# TASK MATERIAL
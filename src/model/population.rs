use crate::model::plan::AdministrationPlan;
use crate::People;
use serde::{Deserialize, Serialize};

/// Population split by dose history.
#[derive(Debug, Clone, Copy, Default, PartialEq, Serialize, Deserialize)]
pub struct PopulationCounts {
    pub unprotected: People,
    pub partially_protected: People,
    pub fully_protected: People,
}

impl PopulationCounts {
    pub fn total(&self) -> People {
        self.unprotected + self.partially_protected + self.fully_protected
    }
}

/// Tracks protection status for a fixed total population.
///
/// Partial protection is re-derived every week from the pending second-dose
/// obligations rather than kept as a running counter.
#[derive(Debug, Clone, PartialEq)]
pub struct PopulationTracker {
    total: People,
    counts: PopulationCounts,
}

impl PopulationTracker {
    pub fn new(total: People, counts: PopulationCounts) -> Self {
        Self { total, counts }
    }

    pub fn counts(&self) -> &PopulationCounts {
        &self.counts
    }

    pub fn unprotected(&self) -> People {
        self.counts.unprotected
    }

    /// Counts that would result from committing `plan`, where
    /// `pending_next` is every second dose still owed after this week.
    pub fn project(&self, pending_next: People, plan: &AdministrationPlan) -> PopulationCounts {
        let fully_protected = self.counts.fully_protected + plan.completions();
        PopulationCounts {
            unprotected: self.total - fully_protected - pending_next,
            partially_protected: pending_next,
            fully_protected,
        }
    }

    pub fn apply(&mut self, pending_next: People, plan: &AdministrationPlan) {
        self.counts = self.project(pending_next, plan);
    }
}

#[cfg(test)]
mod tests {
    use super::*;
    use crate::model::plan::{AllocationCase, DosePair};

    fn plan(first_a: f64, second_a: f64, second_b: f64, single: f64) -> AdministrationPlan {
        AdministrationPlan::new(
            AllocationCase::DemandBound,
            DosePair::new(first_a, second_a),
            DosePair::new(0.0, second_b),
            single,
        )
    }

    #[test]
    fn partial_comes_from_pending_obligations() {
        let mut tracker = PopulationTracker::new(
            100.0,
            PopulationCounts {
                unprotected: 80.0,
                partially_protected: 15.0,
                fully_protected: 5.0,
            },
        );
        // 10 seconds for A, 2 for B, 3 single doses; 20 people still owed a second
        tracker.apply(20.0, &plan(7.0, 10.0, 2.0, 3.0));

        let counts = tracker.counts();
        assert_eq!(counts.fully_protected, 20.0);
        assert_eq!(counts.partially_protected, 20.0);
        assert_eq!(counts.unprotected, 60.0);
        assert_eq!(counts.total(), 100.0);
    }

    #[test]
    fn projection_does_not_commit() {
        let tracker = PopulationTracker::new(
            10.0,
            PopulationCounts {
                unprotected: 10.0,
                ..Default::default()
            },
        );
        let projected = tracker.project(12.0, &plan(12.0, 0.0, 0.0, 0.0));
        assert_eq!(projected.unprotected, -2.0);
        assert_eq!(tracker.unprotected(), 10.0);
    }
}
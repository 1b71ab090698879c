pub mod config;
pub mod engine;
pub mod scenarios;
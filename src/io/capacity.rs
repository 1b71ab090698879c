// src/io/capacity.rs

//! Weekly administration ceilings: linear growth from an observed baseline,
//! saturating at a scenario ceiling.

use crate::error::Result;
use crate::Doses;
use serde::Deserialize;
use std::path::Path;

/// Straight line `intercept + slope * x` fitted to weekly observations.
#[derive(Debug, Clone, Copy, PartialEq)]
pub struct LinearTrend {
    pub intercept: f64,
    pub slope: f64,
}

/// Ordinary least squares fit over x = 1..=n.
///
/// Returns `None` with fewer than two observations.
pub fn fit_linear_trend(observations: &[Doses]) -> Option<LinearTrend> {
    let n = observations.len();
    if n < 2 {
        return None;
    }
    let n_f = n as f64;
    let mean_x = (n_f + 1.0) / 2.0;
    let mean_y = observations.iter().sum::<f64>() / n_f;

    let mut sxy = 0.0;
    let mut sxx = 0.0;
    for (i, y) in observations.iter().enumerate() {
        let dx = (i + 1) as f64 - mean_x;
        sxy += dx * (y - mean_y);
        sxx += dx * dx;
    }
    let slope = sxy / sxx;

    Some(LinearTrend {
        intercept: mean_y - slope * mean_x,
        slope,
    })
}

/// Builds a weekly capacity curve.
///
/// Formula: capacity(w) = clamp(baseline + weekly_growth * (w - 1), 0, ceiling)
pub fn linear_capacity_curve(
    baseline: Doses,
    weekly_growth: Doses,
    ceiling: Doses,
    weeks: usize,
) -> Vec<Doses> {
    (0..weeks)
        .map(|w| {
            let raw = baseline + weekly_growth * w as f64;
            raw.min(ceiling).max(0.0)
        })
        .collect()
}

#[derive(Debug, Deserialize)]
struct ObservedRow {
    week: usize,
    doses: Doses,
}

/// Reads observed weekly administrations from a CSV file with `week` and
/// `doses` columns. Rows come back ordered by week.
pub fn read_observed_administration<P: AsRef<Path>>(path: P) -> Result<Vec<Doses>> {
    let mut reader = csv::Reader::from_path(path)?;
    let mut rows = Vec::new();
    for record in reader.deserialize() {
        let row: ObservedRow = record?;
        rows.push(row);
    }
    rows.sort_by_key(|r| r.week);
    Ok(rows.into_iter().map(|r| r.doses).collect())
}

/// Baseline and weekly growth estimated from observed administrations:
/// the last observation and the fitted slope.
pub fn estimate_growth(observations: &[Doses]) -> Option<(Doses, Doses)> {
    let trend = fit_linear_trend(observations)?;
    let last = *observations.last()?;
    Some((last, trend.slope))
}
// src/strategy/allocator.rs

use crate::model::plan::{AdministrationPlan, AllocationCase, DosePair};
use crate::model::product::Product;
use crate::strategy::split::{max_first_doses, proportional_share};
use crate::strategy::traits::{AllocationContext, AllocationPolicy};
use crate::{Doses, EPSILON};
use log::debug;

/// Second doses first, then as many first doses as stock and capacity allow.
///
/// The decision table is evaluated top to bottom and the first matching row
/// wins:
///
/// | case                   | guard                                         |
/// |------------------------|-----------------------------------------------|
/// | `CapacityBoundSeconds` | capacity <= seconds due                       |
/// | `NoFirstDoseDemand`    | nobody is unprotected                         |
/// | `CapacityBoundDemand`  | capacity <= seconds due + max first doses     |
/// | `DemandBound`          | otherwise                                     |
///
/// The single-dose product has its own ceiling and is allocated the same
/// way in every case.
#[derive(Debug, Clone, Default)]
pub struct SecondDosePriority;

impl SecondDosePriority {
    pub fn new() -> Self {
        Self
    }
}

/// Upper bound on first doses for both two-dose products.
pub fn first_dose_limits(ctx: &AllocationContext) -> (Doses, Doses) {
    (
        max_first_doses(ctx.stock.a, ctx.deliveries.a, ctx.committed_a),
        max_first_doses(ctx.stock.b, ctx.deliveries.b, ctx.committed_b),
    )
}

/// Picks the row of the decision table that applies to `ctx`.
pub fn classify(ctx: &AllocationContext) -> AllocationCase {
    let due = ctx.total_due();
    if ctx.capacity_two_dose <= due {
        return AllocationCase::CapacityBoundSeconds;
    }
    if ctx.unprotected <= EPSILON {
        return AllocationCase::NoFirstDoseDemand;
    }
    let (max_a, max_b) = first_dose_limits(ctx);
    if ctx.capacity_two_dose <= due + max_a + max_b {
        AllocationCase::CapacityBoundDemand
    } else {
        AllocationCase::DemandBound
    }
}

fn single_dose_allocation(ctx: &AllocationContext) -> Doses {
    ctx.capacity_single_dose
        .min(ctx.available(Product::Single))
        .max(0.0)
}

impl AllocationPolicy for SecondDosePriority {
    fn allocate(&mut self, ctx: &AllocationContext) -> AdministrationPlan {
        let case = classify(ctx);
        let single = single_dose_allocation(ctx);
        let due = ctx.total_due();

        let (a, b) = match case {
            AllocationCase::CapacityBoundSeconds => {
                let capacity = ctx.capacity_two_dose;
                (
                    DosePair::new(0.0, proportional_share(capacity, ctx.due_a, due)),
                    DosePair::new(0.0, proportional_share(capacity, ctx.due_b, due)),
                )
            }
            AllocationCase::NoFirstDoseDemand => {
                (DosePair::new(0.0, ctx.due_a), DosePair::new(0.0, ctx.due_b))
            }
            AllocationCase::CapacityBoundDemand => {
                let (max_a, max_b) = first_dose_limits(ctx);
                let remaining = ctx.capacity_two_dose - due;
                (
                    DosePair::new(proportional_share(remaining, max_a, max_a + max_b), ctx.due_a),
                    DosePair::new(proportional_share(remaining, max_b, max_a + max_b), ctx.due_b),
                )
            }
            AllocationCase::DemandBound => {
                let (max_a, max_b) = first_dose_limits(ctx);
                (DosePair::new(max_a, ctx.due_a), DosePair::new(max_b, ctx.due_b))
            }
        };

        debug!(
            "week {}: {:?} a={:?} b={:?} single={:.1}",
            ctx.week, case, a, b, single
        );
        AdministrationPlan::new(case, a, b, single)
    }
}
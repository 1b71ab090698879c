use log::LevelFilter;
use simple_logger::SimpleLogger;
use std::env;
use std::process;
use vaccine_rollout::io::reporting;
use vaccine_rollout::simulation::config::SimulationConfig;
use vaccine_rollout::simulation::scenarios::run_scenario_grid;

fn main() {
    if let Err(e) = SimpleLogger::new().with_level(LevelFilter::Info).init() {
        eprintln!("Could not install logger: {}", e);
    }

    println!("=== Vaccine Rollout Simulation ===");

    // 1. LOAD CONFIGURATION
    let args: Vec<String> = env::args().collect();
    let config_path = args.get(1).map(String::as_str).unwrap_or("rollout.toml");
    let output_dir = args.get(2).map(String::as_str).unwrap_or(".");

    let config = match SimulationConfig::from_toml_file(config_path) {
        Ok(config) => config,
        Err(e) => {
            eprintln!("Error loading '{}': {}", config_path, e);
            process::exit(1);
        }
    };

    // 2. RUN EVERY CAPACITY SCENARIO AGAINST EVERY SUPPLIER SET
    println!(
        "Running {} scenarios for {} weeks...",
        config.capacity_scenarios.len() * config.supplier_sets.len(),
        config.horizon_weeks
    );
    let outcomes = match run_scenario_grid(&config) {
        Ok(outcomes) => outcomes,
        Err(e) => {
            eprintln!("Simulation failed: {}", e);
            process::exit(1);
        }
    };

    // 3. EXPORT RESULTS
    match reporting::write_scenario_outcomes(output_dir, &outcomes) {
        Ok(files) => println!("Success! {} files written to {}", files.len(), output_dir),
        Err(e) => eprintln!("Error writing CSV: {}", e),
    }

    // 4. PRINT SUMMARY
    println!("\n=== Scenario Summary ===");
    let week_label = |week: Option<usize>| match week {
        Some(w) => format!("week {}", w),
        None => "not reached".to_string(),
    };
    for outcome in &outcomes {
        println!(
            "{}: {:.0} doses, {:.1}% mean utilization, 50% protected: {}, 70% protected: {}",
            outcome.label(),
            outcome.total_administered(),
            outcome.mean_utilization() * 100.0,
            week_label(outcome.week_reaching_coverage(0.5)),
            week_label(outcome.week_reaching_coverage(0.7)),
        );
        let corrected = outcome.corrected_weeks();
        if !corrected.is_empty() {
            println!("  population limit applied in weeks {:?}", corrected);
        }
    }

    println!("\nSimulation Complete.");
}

# EXERCISE GOAL
Find every line in the listing that holds the string "intercept", then say how many there are as a bare number.

# RESPONSE BOX
3